Task brief
Read through the data and report every line in which the word "StepUniforms" occurs.

Given information
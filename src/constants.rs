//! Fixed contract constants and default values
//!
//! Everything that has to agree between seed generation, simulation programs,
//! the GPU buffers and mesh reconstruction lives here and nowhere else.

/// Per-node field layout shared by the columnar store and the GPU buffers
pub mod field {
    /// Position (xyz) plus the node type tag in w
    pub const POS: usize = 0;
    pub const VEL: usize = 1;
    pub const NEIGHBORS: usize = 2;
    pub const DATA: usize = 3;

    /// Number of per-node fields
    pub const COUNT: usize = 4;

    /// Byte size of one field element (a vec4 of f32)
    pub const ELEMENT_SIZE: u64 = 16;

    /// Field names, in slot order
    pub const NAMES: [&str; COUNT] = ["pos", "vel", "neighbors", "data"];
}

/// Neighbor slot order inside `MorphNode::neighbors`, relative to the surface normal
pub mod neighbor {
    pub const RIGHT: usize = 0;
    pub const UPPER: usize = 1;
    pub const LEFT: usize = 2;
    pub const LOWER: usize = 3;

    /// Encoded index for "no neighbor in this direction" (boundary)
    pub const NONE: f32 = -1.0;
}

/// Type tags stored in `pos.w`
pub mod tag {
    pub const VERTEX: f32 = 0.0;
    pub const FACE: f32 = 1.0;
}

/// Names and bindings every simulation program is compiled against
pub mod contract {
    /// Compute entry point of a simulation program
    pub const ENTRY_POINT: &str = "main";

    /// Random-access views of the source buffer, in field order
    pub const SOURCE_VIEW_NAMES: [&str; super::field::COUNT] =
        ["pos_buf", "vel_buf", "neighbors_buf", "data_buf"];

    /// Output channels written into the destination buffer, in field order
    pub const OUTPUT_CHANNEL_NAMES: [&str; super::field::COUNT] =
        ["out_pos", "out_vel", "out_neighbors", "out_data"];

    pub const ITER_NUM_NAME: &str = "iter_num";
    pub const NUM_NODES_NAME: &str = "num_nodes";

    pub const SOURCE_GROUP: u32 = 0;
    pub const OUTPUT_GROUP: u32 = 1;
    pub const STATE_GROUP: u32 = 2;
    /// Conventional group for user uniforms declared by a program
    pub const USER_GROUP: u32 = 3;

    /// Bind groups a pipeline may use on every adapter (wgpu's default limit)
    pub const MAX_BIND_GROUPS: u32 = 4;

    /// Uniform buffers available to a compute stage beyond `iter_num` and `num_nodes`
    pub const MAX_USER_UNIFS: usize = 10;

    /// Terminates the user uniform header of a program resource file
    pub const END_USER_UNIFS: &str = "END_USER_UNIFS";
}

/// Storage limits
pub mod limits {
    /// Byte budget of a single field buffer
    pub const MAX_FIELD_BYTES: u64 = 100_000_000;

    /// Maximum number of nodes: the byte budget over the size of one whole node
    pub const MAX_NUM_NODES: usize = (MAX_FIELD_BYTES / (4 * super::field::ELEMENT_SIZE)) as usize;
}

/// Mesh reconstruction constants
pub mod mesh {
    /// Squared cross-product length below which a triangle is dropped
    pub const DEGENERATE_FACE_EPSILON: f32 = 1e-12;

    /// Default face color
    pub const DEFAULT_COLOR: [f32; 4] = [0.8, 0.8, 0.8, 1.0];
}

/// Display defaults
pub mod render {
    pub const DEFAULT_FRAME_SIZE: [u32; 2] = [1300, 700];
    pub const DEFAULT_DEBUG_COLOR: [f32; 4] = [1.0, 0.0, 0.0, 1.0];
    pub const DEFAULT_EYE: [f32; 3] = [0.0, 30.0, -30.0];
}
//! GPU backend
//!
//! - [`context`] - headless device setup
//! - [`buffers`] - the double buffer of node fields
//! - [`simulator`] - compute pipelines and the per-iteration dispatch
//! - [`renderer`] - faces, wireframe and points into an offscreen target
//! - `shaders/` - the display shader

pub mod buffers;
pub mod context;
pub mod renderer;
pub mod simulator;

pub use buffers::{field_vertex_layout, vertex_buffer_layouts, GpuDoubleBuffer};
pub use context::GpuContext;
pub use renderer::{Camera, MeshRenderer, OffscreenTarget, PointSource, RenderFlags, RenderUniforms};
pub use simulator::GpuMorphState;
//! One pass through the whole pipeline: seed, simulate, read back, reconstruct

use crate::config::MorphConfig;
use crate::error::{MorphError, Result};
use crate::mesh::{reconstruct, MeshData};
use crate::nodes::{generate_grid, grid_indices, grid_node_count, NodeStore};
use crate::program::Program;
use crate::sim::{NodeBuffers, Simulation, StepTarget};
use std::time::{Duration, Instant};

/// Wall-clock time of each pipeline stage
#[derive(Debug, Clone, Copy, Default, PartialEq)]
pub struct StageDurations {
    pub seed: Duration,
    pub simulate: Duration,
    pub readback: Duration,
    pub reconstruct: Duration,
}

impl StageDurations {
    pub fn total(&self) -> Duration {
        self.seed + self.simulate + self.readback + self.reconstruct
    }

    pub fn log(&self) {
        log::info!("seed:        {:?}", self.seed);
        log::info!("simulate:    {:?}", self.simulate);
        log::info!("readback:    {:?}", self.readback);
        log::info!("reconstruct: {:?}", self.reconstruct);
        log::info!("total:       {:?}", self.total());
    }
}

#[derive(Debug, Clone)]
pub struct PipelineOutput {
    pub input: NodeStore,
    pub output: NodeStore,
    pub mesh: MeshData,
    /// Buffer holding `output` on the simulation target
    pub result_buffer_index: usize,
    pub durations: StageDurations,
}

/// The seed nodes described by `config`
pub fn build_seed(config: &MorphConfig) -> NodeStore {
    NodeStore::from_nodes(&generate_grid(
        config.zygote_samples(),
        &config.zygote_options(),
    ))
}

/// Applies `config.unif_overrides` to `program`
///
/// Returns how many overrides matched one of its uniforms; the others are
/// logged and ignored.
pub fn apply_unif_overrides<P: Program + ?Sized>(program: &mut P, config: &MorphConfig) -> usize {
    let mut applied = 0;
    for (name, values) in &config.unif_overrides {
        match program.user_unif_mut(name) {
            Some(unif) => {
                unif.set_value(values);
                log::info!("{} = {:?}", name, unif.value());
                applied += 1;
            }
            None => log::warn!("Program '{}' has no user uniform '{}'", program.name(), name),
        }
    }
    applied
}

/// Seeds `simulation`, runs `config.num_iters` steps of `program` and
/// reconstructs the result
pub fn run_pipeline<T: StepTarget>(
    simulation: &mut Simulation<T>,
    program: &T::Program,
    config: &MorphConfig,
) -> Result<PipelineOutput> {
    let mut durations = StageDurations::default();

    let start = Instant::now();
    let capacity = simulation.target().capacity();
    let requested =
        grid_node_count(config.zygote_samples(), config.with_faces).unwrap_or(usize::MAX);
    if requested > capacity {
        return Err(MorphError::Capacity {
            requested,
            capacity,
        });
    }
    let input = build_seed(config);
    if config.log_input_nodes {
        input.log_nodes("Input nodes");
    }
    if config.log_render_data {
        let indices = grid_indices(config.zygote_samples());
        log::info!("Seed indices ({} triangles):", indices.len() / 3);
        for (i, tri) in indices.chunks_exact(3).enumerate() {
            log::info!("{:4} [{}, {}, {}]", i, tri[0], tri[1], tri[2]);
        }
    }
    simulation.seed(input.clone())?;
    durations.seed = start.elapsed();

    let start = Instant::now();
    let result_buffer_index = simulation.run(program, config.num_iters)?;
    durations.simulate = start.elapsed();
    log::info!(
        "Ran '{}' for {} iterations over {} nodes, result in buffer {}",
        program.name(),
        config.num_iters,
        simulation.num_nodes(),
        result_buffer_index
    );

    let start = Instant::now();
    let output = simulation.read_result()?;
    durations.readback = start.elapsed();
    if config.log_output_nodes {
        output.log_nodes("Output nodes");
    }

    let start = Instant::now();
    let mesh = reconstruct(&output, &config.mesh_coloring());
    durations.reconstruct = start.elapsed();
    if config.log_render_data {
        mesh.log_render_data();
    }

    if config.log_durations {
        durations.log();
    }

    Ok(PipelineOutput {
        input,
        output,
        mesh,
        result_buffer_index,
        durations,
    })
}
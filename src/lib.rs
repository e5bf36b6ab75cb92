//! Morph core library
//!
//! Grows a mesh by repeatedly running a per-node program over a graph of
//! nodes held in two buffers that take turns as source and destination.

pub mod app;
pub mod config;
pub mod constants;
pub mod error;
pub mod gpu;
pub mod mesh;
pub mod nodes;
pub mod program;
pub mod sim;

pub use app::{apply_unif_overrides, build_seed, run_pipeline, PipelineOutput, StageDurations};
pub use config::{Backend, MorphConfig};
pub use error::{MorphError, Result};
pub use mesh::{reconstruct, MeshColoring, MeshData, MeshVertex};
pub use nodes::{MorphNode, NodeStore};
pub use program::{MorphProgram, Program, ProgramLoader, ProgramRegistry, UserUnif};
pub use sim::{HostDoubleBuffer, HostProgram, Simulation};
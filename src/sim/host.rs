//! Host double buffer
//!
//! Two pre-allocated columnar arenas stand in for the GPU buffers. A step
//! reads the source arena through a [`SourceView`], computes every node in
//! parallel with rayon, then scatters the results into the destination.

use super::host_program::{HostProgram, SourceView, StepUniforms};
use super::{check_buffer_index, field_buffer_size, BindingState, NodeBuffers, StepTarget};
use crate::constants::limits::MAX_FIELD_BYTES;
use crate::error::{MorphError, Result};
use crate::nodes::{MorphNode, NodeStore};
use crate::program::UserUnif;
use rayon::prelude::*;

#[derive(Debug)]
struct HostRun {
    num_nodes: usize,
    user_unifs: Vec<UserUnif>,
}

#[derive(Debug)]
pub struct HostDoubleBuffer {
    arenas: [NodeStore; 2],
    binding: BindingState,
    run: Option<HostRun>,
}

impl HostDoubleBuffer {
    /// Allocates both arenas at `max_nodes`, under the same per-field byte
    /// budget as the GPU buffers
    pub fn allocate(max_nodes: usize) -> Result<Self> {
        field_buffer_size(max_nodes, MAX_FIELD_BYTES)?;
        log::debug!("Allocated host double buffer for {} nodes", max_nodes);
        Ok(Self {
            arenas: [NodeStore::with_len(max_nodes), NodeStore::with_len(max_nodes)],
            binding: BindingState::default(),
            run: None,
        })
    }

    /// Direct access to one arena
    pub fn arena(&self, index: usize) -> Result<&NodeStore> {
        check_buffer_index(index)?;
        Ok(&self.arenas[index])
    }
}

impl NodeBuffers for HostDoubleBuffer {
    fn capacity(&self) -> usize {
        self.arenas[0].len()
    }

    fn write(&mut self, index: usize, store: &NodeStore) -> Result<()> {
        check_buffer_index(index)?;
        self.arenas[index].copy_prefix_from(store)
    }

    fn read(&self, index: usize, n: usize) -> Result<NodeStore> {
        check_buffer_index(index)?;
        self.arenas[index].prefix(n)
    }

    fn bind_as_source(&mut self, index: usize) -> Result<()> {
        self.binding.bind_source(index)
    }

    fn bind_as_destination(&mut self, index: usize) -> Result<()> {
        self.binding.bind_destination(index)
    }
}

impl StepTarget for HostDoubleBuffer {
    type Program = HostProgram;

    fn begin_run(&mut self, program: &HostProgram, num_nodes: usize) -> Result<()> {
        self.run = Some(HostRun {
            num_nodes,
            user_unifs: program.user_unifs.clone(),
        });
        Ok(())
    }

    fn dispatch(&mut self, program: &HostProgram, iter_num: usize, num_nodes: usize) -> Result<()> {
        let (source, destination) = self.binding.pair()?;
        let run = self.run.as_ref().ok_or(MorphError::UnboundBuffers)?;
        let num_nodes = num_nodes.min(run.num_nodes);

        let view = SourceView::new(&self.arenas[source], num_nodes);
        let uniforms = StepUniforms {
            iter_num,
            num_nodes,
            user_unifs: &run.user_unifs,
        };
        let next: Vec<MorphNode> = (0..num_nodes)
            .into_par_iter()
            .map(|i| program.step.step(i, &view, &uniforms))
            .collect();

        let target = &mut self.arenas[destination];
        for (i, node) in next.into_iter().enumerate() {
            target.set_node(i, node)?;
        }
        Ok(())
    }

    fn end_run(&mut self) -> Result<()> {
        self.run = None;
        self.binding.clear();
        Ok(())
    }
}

--

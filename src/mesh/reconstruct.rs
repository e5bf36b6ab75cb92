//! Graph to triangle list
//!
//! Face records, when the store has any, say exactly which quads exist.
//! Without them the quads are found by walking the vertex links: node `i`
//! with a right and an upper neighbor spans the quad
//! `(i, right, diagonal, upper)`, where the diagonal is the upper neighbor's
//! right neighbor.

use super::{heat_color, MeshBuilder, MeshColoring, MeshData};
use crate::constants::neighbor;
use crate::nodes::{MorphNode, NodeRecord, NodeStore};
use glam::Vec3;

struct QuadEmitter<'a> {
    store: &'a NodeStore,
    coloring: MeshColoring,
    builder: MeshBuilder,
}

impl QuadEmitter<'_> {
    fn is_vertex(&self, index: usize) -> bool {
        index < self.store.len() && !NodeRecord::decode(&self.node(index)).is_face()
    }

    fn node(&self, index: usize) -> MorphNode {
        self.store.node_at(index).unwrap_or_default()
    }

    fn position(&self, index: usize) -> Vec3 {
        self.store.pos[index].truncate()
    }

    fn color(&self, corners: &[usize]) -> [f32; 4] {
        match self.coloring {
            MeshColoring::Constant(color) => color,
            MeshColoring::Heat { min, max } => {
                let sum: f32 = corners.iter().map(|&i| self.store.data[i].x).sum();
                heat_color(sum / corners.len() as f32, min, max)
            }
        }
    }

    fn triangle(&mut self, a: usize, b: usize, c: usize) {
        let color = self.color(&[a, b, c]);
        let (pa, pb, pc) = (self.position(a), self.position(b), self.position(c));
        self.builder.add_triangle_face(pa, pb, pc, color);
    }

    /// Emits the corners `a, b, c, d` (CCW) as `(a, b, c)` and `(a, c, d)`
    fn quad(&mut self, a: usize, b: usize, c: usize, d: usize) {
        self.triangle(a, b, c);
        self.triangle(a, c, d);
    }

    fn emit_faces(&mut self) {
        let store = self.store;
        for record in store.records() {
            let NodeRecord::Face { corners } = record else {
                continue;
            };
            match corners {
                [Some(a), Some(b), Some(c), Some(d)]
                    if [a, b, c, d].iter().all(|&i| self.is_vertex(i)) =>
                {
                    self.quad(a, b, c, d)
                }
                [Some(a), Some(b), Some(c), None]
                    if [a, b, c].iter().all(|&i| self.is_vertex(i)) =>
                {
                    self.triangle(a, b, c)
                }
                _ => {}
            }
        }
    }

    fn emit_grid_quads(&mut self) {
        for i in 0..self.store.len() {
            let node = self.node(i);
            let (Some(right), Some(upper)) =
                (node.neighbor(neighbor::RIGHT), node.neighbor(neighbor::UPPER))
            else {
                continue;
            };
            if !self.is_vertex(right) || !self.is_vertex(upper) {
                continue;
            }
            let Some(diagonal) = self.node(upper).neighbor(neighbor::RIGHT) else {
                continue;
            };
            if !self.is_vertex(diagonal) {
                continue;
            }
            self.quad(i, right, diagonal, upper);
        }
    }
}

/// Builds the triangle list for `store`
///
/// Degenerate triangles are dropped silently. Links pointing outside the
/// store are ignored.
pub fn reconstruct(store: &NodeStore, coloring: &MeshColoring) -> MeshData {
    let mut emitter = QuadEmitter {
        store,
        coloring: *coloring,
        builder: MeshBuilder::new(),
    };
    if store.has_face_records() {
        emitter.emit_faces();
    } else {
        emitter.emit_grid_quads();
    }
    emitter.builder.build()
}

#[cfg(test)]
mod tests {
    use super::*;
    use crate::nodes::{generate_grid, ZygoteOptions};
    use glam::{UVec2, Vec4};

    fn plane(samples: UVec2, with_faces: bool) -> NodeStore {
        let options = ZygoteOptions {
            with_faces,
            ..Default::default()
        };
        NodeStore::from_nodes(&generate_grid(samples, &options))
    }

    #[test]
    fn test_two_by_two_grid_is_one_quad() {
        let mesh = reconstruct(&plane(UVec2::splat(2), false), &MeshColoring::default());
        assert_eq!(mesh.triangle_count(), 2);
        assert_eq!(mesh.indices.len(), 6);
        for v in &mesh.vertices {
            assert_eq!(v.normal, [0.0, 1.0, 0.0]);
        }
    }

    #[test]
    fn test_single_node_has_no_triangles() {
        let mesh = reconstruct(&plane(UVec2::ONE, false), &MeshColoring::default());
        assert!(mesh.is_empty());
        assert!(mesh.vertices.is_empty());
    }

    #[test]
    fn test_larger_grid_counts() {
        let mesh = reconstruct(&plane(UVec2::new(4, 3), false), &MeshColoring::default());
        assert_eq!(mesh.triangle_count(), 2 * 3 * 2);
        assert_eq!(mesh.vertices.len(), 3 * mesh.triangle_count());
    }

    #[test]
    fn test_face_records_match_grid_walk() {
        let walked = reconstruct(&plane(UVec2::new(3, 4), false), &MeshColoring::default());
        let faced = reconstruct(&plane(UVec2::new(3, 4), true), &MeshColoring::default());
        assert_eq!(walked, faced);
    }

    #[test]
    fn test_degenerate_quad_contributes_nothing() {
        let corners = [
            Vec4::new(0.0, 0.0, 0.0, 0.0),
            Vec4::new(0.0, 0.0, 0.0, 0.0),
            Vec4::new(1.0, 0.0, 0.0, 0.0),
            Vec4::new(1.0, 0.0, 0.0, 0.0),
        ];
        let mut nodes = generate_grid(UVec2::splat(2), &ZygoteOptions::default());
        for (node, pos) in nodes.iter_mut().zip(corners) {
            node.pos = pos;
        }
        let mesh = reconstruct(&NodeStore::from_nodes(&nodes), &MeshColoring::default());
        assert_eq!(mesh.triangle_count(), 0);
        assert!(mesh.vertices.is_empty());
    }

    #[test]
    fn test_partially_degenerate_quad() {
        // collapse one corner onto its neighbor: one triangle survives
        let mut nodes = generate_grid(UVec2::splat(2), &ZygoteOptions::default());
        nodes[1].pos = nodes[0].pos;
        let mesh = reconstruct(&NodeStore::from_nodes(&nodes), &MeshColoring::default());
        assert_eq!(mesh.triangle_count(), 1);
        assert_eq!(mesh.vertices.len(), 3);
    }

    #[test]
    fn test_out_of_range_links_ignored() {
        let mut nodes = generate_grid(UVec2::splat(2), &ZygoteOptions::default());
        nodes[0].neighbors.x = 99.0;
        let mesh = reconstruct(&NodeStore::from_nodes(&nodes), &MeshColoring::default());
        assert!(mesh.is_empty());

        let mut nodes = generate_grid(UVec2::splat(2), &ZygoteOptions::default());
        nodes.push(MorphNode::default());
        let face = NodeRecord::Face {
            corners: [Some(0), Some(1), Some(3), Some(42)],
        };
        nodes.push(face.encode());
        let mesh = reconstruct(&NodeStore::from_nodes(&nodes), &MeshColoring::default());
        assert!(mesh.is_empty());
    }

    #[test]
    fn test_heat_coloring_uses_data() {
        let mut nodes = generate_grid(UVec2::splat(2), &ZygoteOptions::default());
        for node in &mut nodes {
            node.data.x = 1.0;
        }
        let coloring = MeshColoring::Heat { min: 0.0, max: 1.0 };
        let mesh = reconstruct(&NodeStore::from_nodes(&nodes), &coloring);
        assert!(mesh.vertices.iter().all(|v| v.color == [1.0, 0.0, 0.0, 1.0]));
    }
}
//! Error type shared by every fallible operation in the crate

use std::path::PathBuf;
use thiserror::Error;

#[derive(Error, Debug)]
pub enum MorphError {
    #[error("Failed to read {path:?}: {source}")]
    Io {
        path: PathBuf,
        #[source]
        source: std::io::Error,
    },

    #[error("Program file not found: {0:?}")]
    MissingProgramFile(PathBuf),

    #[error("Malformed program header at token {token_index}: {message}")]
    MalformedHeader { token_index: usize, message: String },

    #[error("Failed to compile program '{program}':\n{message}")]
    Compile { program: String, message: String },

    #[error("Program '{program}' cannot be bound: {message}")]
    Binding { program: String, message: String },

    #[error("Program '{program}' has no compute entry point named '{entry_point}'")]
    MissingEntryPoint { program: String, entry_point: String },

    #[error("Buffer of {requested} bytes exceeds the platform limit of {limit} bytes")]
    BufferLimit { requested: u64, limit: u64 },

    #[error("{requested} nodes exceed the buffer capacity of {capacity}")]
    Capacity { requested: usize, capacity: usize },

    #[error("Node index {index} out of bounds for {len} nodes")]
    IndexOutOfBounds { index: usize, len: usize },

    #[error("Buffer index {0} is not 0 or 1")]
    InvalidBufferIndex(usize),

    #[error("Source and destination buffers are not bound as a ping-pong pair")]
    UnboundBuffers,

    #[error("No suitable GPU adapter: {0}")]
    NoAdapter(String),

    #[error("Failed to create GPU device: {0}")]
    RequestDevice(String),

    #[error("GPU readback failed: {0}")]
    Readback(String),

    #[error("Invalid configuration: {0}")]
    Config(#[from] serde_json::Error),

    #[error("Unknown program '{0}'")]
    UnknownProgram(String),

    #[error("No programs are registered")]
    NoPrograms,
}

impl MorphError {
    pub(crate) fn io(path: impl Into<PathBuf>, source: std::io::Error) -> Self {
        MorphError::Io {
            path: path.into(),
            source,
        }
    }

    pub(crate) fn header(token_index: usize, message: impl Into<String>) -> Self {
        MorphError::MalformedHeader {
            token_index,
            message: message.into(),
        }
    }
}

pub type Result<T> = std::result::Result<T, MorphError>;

==

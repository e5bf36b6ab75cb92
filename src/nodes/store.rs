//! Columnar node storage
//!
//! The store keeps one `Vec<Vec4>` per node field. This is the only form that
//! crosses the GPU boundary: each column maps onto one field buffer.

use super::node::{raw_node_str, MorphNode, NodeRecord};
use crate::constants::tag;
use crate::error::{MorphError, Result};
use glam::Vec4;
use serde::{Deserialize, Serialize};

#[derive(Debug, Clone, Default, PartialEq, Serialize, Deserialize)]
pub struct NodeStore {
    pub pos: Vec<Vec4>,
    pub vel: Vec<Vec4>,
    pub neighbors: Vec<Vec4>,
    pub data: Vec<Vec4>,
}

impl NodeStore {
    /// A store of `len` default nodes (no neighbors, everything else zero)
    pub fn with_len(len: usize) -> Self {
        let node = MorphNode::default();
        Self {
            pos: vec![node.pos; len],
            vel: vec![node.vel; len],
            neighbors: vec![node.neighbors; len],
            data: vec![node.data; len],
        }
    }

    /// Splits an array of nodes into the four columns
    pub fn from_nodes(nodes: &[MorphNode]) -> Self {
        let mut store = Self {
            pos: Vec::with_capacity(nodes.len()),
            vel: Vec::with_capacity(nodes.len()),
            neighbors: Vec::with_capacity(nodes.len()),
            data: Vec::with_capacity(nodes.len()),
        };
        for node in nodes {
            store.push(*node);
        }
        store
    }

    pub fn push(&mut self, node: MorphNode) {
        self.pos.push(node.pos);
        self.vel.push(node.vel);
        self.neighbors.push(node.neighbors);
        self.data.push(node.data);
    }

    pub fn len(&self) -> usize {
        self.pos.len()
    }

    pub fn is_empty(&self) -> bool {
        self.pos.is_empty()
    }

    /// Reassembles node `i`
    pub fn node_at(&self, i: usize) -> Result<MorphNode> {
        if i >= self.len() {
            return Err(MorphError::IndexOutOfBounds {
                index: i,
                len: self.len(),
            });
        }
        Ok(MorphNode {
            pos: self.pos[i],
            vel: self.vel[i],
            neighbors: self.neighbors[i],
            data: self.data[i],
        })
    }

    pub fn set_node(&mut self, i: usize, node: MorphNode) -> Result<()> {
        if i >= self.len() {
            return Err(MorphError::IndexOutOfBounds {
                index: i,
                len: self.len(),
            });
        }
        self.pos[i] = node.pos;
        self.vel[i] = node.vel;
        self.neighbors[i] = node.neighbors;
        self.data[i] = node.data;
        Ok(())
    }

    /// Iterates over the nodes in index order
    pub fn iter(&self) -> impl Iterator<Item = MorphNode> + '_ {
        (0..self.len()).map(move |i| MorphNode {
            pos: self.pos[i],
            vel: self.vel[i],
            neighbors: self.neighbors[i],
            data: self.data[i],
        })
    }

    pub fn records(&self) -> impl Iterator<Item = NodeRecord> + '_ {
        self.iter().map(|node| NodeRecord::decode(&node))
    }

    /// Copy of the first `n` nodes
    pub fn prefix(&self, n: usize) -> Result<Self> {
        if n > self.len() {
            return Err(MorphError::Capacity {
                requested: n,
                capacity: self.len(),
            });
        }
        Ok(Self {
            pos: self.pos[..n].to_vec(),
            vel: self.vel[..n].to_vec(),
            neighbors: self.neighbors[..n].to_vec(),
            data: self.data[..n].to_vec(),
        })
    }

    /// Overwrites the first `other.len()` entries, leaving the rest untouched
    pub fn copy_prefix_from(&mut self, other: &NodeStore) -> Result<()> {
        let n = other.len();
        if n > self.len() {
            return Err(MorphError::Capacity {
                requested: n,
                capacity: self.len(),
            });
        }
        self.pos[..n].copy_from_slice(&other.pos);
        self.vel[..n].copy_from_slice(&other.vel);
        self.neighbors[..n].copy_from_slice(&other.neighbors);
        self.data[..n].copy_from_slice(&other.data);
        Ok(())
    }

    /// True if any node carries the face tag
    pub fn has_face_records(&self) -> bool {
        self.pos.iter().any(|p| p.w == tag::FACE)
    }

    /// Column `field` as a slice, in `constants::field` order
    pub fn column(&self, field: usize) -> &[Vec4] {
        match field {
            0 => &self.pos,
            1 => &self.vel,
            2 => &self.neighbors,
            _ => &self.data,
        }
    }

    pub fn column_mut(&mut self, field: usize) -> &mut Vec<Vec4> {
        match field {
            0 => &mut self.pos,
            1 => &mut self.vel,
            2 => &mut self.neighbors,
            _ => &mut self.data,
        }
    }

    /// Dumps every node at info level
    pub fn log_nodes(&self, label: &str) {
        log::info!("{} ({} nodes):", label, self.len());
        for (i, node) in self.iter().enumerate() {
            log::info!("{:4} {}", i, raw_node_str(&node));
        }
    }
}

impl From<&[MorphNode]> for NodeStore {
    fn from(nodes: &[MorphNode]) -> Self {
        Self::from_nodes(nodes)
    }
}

The answer
use super::host_program::{HostProgram, SourceView, StepUniforms};
        let uniforms = StepUniforms {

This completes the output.